Recurrent Joint Swelling: Diagnosis & Management

(i) Nature of Disease and Likely Diagnosis

The nature of the disease is chronic inflammatory arthritis. Given the recurrent joint swelling in knees, elbows, and ankles following trivial injuries, coupled with a positive family history (maternal uncle with similar illness), the most likely diagnosis is Juvenile Idiopathic Arthritis (JIA), specifically the polyarticular subtype. The pattern of joint involvement (multiple large joints) and the triggering of symptoms by minor trauma are characteristic features. Other possibilities, though less likely, include systemic JIA (given the potential for systemic symptoms not mentioned here) or other connective tissue diseases.

(ii) Investigations to Confirm the Disease

A comprehensive set of investigations is required to confirm the diagnosis and rule out other conditions. These include:

• Complete Blood Count (CBC): To assess for anemia (common in chronic inflammation) and elevated white blood cell count.
• Erythrocyte Sedimentation Rate (ESR) & C-Reactive Protein (CRP): These are acute phase reactants that indicate the degree of inflammation.
• Rheumatoid Factor (RF) & Anti-Cyclic Citrullinated Peptide (Anti-CCP) antibodies: While less common in JIA than in adult rheumatoid arthritis, these can be present, particularly in the RF-positive polyarticular subtype.
• Antinuclear Antibody (ANA): To screen for systemic autoimmune diseases.
• Joint Fluid Analysis: Aspiration of joint fluid can help rule out septic arthritis and identify inflammatory cells.
• Radiographs of Affected Joints: To assess for joint damage, erosions, and growth plate abnormalities.
• HLA Typing: Certain HLA alleles (e.g., HLA-B27) are associated with specific JIA subtypes.

(iii) Medical Management in this Young Patient

The medical management of JIA aims to control inflammation, relieve pain, maintain joint function, and prevent long-term disability. The approach is multi-faceted:

• Non-Pharmacological Management:
  • Physical Therapy: To maintain range of motion and muscle strength.
  • Occupational Therapy: To help with activities of daily living.
  • Splinting: To support and protect affected joints.
• Pharmacological Management:
  • Nonsteroidal Anti-inflammatory Drugs (NSAIDs): First-line treatment for pain and inflammation. (e.g., Ibuprofen, Naproxen)
  • Disease-Modifying Antirheumatic Drugs (DMARDs): Used to slow disease progression.
    • Methotrexate: Often the first DMARD used in JIA.
    • Sulfasalazine: Can be used in milder cases.
  • Biologic DMARDs: Used in cases refractory to conventional DMARDs. (e.g., TNF inhibitors like Etanercept, Adalimumab; IL-6 inhibitors like Tocilizumab)
  • Corticosteroids: Used for short-term control of inflammation, but long-term use should be avoided due to side effects.

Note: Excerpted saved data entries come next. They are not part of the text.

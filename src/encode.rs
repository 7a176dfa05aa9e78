//! JPEG compression stage

use std::time::Instant;

use bytes::Bytes;
use image::codecs::jpeg::JpegEncoder as ImageJpegEncoder;

use crate::error::EncodeError;
use crate::transform::TransformedFrame;

/// Compressed frame bytes. Never empty.
#[derive(Debug, Clone, PartialEq, Eq)]
pub struct EncodedPayload(Bytes);

impl EncodedPayload {
    pub fn new(bytes: impl Into<Bytes>) -> Result<Self, EncodeError> {
        let bytes = bytes.into();
        if bytes.is_empty() {
            return Err(EncodeError::Empty);
        }
        Ok(Self(bytes))
    }

    pub fn as_bytes(&self) -> &[u8] {
        &self.0
    }

    pub fn to_bytes(&self) -> Bytes {
        self.0.clone()
    }

    pub fn len(&self) -> usize {
        self.0.len()
    }

    pub fn is_empty(&self) -> bool {
        self.0.is_empty()
    }
}

pub trait FrameEncoder {
    fn encode(&mut self, frame: &TransformedFrame) -> Result<EncodedPayload, EncodeError>;
}

/// Baseline JPEG at a fixed quality.
#[derive(Debug, Clone, Copy)]
pub struct JpegEncoder {
    quality: u8,
}

impl Default for JpegEncoder {
    fn default() -> Self {
        Self { quality: 95 }
    }
}

impl JpegEncoder {
    /// Quality is clamped to 1..=100.
    pub fn new(quality: u8) -> Self {
        Self {
            quality: quality.clamp(1, 100),
        }
    }

    pub fn quality(&self) -> u8 {
        self.quality
    }
}

impl FrameEncoder for JpegEncoder {
    fn encode(&mut self, frame: &TransformedFrame) -> Result<EncodedPayload, EncodeError> {
        let start = Instant::now();

        let mut buf = Vec::new();
        frame
            .image
            .write_with_encoder(ImageJpegEncoder::new_with_quality(&mut buf, self.quality))?;

        metrics::histogram!("campush_encode_time_us").record(start.elapsed().as_micros() as f64);
        EncodedPayload::new(buf)
    }
}

#[cfg(test)]
mod tests {
    use super::*;
    use image::{Rgb, RgbImage};

    fn frame(width: u32, height: u32) -> TransformedFrame {
        TransformedFrame {
            image: RgbImage::from_fn(width, height, |x, y| {
                Rgb([(x % 256) as u8, (y % 256) as u8, 128])
            }),
            sequence: 1,
        }
    }

    #[test]
    fn produces_jpeg_of_frame_size() {
        let payload = JpegEncoder::default().encode(&frame(320, 240)).unwrap();
        assert_eq!(&payload.as_bytes()[..2], &[0xFF, 0xD8]);

        let decoded = image::load_from_memory(payload.as_bytes()).unwrap();
        assert_eq!((decoded.width(), decoded.height()), (320, 240));
    }

    #[test]
    fn lower_quality_is_smaller() {
        let f = frame(640, 480);
        let high = JpegEncoder::new(95).encode(&f).unwrap();
        let low = JpegEncoder::new(30).encode(&f).unwrap();
        assert!(low.len() < high.len());
    }

    #[test]
    fn quality_is_clamped() {
        assert_eq!(JpegEncoder::new(0).quality(), 1);
        assert_eq!(JpegEncoder::new(250).quality(), 100);
    }

    #[test]
    fn empty_payload_is_rejected() {
        assert!(matches!(
            EncodedPayload::new(Vec::new()),
            Err(EncodeError::Empty)
        ));
    }
}
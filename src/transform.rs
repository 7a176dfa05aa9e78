//! Resize and mirror stage

use image::imageops::{self, FilterType};
use image::RgbImage;

use crate::capture::RawFrame;
use crate::config::OutputConfig;

/// A frame at the configured output resolution.
#[derive(Debug, Clone)]
pub struct TransformedFrame {
    pub image: RgbImage,
    pub sequence: u64,
}

impl TransformedFrame {
    pub fn width(&self) -> u32 {
        self.image.width()
    }

    pub fn height(&self) -> u32 {
        self.image.height()
    }
}

#[derive(Debug, Clone, Copy, PartialEq, Eq)]
pub struct FrameTransformer {
    width: u32,
    height: u32,
    flip: bool,
}

impl FrameTransformer {
    /// `width` and `height` must be non-zero; `Config::validate` enforces this.
    pub fn new(width: u32, height: u32, flip: bool) -> Self {
        Self {
            width,
            height,
            flip,
        }
    }

    pub fn from_config(output: &OutputConfig) -> Self {
        Self::new(output.width, output.height, output.flip)
    }

    /// Resize to the output resolution, then mirror left-right if enabled.
    pub fn apply(&self, frame: RawFrame) -> TransformedFrame {
        let mut image = if frame.image.dimensions() == (self.width, self.height) {
            frame.image
        } else {
            imageops::resize(&frame.image, self.width, self.height, FilterType::Triangle)
        };

        if self.flip {
            imageops::flip_horizontal_in_place(&mut image);
        }

        TransformedFrame {
            image,
            sequence: frame.sequence,
        }
    }
}

#[cfg(test)]
mod tests {
    use super::*;
    use image::Rgb;

    fn gradient(width: u32, height: u32) -> RawFrame {
        let image = RgbImage::from_fn(width, height, |x, y| {
            Rgb([(x % 256) as u8, (y % 256) as u8, ((x + y) % 256) as u8])
        });
        RawFrame::from_image(image, 1)
    }

    #[test]
    fn output_always_has_configured_size() {
        let sizes = [(1, 1), (2, 3), (320, 240), (641, 481), (1280, 720)];
        for &(native_w, native_h) in &[(640, 480), (3, 2), (800, 600)] {
            for &(w, h) in &sizes {
                for flip in [false, true] {
                    let out = FrameTransformer::new(w, h, flip).apply(gradient(native_w, native_h));
                    assert_eq!((out.width(), out.height()), (w, h));
                }
            }
        }
    }

    #[test]
    fn flip_reverses_columns_exactly() {
        let raw = gradient(7, 3);
        let original = raw.image.clone();
        let out = FrameTransformer::new(7, 3, true).apply(raw);

        for y in 0..3 {
            for x in 0..7 {
                assert_eq!(out.image.get_pixel(x, y), original.get_pixel(6 - x, y));
            }
        }
    }

    #[test]
    fn double_flip_restores_original() {
        let raw = gradient(9, 4);
        let original = raw.image.clone();
        let t = FrameTransformer::new(9, 4, true);

        let once = t.apply(raw);
        let twice = t.apply(RawFrame::from_image(once.image, 2));
        assert_eq!(twice.image, original);
    }

    #[test]
    fn same_size_without_flip_is_untouched() {
        let raw = gradient(16, 16);
        let original = raw.image.clone();
        let out = FrameTransformer::new(16, 16, false).apply(raw);
        assert_eq!(out.image, original);
        assert_eq!(out.sequence, 1);
    }
}
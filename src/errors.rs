//! Error types for badge configuration.
//!
//! Every variant is an invalid-argument failure: it is raised while a shape,
//! layout spec or gravity is being built, never while drawing.

use miette::Diagnostic;
use thiserror::Error;

use crate::types::NumericError;

/// Errors raised when badge configuration is rejected
#[derive(Error, Diagnostic, Debug, Clone, PartialEq)]
pub enum BadgeError {
    #[error("invalid scale {value}: {reason}")]
    #[diagnostic(
        code(badger::config::invalid_scale),
        help("scale is relative to the canvas and must lie in [0, 1]")
    )]
    InvalidScale { value: f32, reason: NumericError },

    #[error("invalid aspect ratio {value}: {reason}")]
    #[diagnostic(
        code(badger::config::invalid_aspect_ratio),
        help("aspect ratio is width / height and must be a finite value above 0")
    )]
    InvalidAspectRatio { value: f32, reason: NumericError },

    #[error("invalid radius factor {value}: {reason}")]
    #[diagnostic(
        code(badger::config::invalid_radius_factor),
        help("radius factor is a fraction of half the shorter side and must lie in [0, 1]")
    )]
    InvalidRadiusFactor { value: f32, reason: NumericError },

    #[error("invalid gravity `{input}`: {message}")]
    #[diagnostic(
        code(badger::config::invalid_gravity),
        help("combine flags with `|`, e.g. `right|top` or `end|center_vertical`")
    )]
    InvalidGravity { input: String, message: String },
}

impl BadgeError {
    pub(crate) fn gravity(input: &str, message: impl Into<String>) -> Self {
        BadgeError::InvalidGravity {
            input: input.to_string(),
            message: message.into(),
        }
    }
}
//! Layout and painting of badge overlays.
//!
//! A badge is a small shape (oval, rect or rounded rect) drawn inside a
//! canvas area. Its size is a fraction of the area, its proportions follow
//! a fixed aspect ratio, and a [`Gravity`] decides where it sits. An
//! optional border ring is painted underneath.
//!
//! ```
//! use badger::{BadgeShape, Gravity, LayoutDirection, Rect};
//! use badger::render::recording::RecordingCanvas;
//!
//! let shape = BadgeShape::round_rect(0.5, 2.0, "end|top".parse()?, 0.25)?;
//! let mut canvas = RecordingCanvas::new();
//! let badge = shape.draw(
//!     &mut canvas,
//!     &Rect::new(0, 0, 64, 64),
//!     &"red",
//!     &"white",
//!     2,
//!     LayoutDirection::Rtl,
//! );
//!
//! assert_eq!(badge, Rect::new(0, 0, 32, 16));
//! assert_eq!(canvas.len(), 2);
//! # Ok::<(), badger::BadgeError>(())
//! ```

pub mod errors;
pub mod geometry;
pub mod gravity;
pub mod layout;
mod log;
pub mod render;
pub mod types;

pub use errors::BadgeError;
pub use geometry::{Rect, RectF};
pub use gravity::{Gravity, HorizontalGravity, LayoutDirection, VerticalGravity};
pub use layout::{LayoutSpec, border_rect};
pub use render::{BadgeShape, Canvas, ShapeKind};
pub use types::{AspectRatio, NumericError, RadiusFactor, Scale};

Treatment should be individualized based on the JIA subtype, disease severity, and response to therapy. Regular monitoring for drug side effects is essential.

(iv) Advice for his Mother

The mother should receive comprehensive advice regarding the following:

• Medication Adherence: Emphasize the importance of giving medications as prescribed, even when the child is feeling well.
• Monitoring for Side Effects: Educate her about potential side effects of medications and when to seek medical attention.
• Importance of Physical Activity: Encourage regular, low-impact exercise to maintain joint mobility and muscle strength.
• Joint Protection: Teach her strategies to protect joints during daily activities.
• Regular Follow-up: Stress the need for regular visits with the rheumatologist and other healthcare professionals.
• Psychosocial Support: Acknowledge the emotional impact of chronic illness on the child and family and encourage seeking support from support groups or mental health professionals.
• Early Recognition of Flare-ups: Educate her on recognizing signs of disease flare-ups (increased joint swelling, pain, stiffness) and prompt medical attention.